I've got 35% of them.


----------



## ExGentibus (Jun 20, 2009)

Interesting list, lots of modern titles. Thanks for sharing.


----------



## bookslover (Jun 20, 2009)

Backwoods Presbyterian said:


> Thanks for this lover.
> 
> For Grymir's entertainment I should post the "recommended reading list" for Pittsburgh Seminary. But last year's ought to suffice.



There are a few gems in there: Brown's biography of Augustine, Augustine himeself, Moo's commentary on Romans, etc. Most of it, though - John Hick, et al - Yuck!


----------



## he beholds (Jun 20, 2009)

My husband and I are working on our summer reading lists, and I added a couple of those to mine!


----------



## Grymir (Jun 21, 2009)

Backwoods Presbyterian said:


> Thanks for this lover.
> 
> For Grymir's entertainment I should post the "recommended reading list" for Pittsburgh Seminary. But last year's ought to suffice.



Uggh! Barth and Niebuhr. I have one of the Niebuhr books too. That's exactly the PCUSA required list to read. 
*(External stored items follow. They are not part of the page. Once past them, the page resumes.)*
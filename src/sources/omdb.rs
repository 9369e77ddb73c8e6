use async_trait::async_trait;
use serde::Deserialize;
use tracing::{debug, warn};

use super::{RetryPolicy, SourceConnector, SourceError, fetch};
use crate::models::{Candidate, Locale, Movie, Source, non_empty};

pub struct OmdbClient {
    client: reqwest::Client,
    api_key: String,
    base_url: String,
    retry: RetryPolicy,
    max_candidates: usize,
}

impl OmdbClient {
    pub fn new(
        client: reqwest::Client,
        api_key: String,
        base_url: String,
        retry: RetryPolicy,
        max_candidates: usize,
    ) -> Self {
        Self { client, api_key, base_url, retry, max_candidates }
    }

    async fn get(&self, query: &[(&str, String)]) -> Result<Option<Vec<u8>>, SourceError> {
        self.retry
            .run(Source::Omdb, move || async move {
                let req = self
                    .client
                    .get(&self.base_url)
                    .query(&[("apikey", self.api_key.as_str()), ("r", "json")])
                    .query(query);
                fetch(req).await
            })
            .await
    }

    async fn by_imdb_id(&self, imdb_id: &str) -> Result<Option<Candidate>, SourceError> {
        let query = [("i", imdb_id.to_string()), ("plot", "full".to_string())];
        Ok(self.get(&query).await?.and_then(|b| parse_title(&b)))
    }
}

#[async_trait]
impl SourceConnector for OmdbClient {
    fn source(&self) -> Source {
        Source::Omdb
    }

    async fn search(&self, title: &str, year: Option<i32>) -> Result<Vec<Candidate>, SourceError> {
        let mut candidates = self
            .get(&list_query(title, year))
            .await?
            .map(|b| parse_search(&b, self.max_candidates))
            .unwrap_or_default();

        // The list endpoint misses some titles the single-title endpoint resolves.
        if candidates.is_empty() {
            let single = self.get(&single_query(title, year)).await?;
            candidates.extend(single.and_then(|b| parse_title(&b)));
        }

        debug!(title = %title, ?year, count = candidates.len(), "omdb search");
        Ok(candidates)
    }

    async fn lookup(&self, movie: &Movie) -> Result<Option<Candidate>, SourceError> {
        match non_empty(movie.imdb_id.as_deref()) {
            Some(imdb_id) => self.by_imdb_id(imdb_id).await,
            None => Ok(None),
        }
    }

    async fn hydrate(&self, candidate: Candidate) -> Result<Candidate, SourceError> {
        let Some(imdb_id) = candidate.imdb_id.clone() else {
            return Ok(candidate);
        };
        Ok(self.by_imdb_id(&imdb_id).await?.unwrap_or(candidate))
    }
}

#[derive(Debug, Deserialize)]
#[serde(rename_all = "PascalCase")]
struct SearchResponse {
    #[serde(default)]
    search: Vec<SearchItem>,
    #[serde(default)]
    response: String,
    #[serde(default)]
    error: Option<String>,
}

#[derive(Debug, Deserialize)]
struct SearchItem {
    #[serde(rename = "Title")]
    title: String,
    #[serde(rename = "Year", default)]
    year: Option<String>,
    #[serde(rename = "imdbID")]
    imdb_id: String,
    #[serde(rename = "Poster", default)]
    poster: Option<String>,
}

#[derive(Debug, Deserialize)]
struct TitleResponse {
    #[serde(rename = "Response", default)]
    response: String,
    #[serde(rename = "Title", default)]
    title: Option<String>,
    #[serde(rename = "Year", default)]
    year: Option<String>,
    #[serde(rename = "imdbID", default)]
    imdb_id: Option<String>,
    #[serde(rename = "Director", default)]
    director: Option<String>,
    #[serde(rename = "Plot", default)]
    plot: Option<String>,
    #[serde(rename = "Poster", default)]
    poster: Option<String>,
    #[serde(rename = "imdbRating", default)]
    imdb_rating: Option<String>,
}

fn list_query(title: &str, year: Option<i32>) -> Vec<(&'static str, String)> {
    let mut query = vec![("s", title.to_string()), ("type", "movie".to_string())];
    query.extend(year.map(|y| ("y", y.to_string())));
    query
}

fn single_query(title: &str, year: Option<i32>) -> Vec<(&'static str, String)> {
    let mut query = vec![("t", title.to_string()), ("type", "movie".to_string())];
    query.extend(year.map(|y| ("y", y.to_string())));
    query.push(("plot", "full".to_string()));
    query
}

/// OMDb marks missing values with the literal "N/A".
fn present(value: Option<&str>) -> Option<&str> {
    non_empty(value).filter(|v| *v != "N/A")
}

// Years come as "2020", "2019–2021" or "2019–".
fn first_year(value: Option<&str>) -> Option<i32> {
    present(value).and_then(|v| v.get(..4)).and_then(|y| y.parse().ok())
}

pub(crate) fn parse_search(body: &[u8], max: usize) -> Vec<Candidate> {
    let resp: SearchResponse = match serde_json::from_slice(body) {
        Ok(resp) => resp,
        Err(e) => {
            warn!(error = %e, "unparseable omdb search response");
            return Vec::new();
        },
    };
    if resp.response != "True" {
        debug!(error = ?resp.error, "omdb search returned nothing");
        return Vec::new();
    }
    resp.search
        .into_iter()
        .take(max)
        .map(|item| {
            let mut c = Candidate::new(Source::Omdb, item.title);
            c.imdb_id = present(Some(item.imdb_id.as_str())).map(str::to_string);
            c.year = first_year(item.year.as_deref());
            c.image_url = present(item.poster.as_deref()).map(str::to_string);
            c
        })
        .collect()
}

pub(crate) fn parse_title(body: &[u8]) -> Option<Candidate> {
    let resp: TitleResponse = match serde_json::from_slice(body) {
        Ok(resp) => resp,
        Err(e) => {
            warn!(error = %e, "unparseable omdb title response");
            return None;
        },
    };
    if resp.response != "True" {
        return None;
    }

    let mut c = Candidate::new(Source::Omdb, present(resp.title.as_deref())?);
    c.imdb_id = present(resp.imdb_id.as_deref()).map(str::to_string);
    c.year = first_year(resp.year.as_deref());
    c.director = present(resp.director.as_deref()).map(str::to_string);
    c.image_url = present(resp.poster.as_deref()).map(str::to_string);
    c.rating = present(resp.imdb_rating.as_deref()).and_then(|r| r.parse().ok());
    if let Some(plot) = present(resp.plot.as_deref()) {
        c.overviews.insert(Locale::En, plot.to_string());
    }
    Some(c)
}
use sea_orm_migration::{prelude::*, schema::*};

use crate::m20250301_000001_create_movies::Movies;

#[derive(DeriveMigrationName)]
pub struct Migration;

#[async_trait::async_trait]
impl MigrationTrait for Migration {
    async fn up(&self, manager: &SchemaManager) -> Result<(), DbErr> {
        manager
            .create_table(
                Table::create()
                    .table(Screenings::Table)
                    .if_not_exists()
                    .col(pk_auto(Screenings::Id))
                    .col(integer(Screenings::MovieId))
                    .col(string(Screenings::Cinema))
                    .col(string(Screenings::Date))
                    .col(string(Screenings::Time))
                    .col(string_null(Screenings::TicketUrl))
                    .col(boolean(Screenings::SoldOut).default(false))
                    .foreign_key(
                        ForeignKey::create()
                            .name("fk_screenings_movie_id")
                            .from(Screenings::Table, Screenings::MovieId)
                            .to(Movies::Table, Movies::Id)
                            .on_delete(ForeignKeyAction::Cascade),
                    )
                    .to_owned(),
            )
            .await?;

        manager
            .create_index(
                Index::create()
                    .name("idx_screenings_movie_id")
                    .table(Screenings::Table)
                    .col(Screenings::MovieId)
                    .to_owned(),
            )
            .await?;

        Ok(())
    }

    async fn down(&self, manager: &SchemaManager) -> Result<(), DbErr> {
        manager.drop_table(Table::drop().table(Screenings::Table).to_owned()).await?;
        Ok(())
    }
}

#[derive(DeriveIden)]
pub(crate) enum Screenings {
    Table,
    Id,
    MovieId,
    Cinema,
    Date,
    Time,
    TicketUrl,
    SoldOut,
}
It should be a stay away from list, but there's 2 good books on that list. The unashamed workman's list should be required reading for the people in my church.


----------



## DMcFadden (Jun 21, 2009)

OK, Tim, give it rest! Can't you see that Brother Backwoods really LOVES that mainline stuff? Where would we be in our preparation for ministry without _Black Womanist Ethics_, Feuerbach's _The Essence of Christianity_, Hick's _Evil and the God of Love_ and _Faith and Knowledge_, a couple of Tillich classics, a little Tom Wright, and a bunch of revisionist psycho-babble?


----------



## Grymir (Jun 21, 2009)

DMcFadden said:


> OK, Tim, give it rest! Can't you see that Brother Backwoods really LOVES that mainline stuff? Where would we be in our preparation for ministry without _Black Womanist Ethics_, Feuerbach's _The Essence of Christianity_, Hick's _Evil and the God of Love_ and _Faith and Knowledge_, a couple of Tillich classics, a little Tom Wright, and a bunch of revisionist psycho-babble?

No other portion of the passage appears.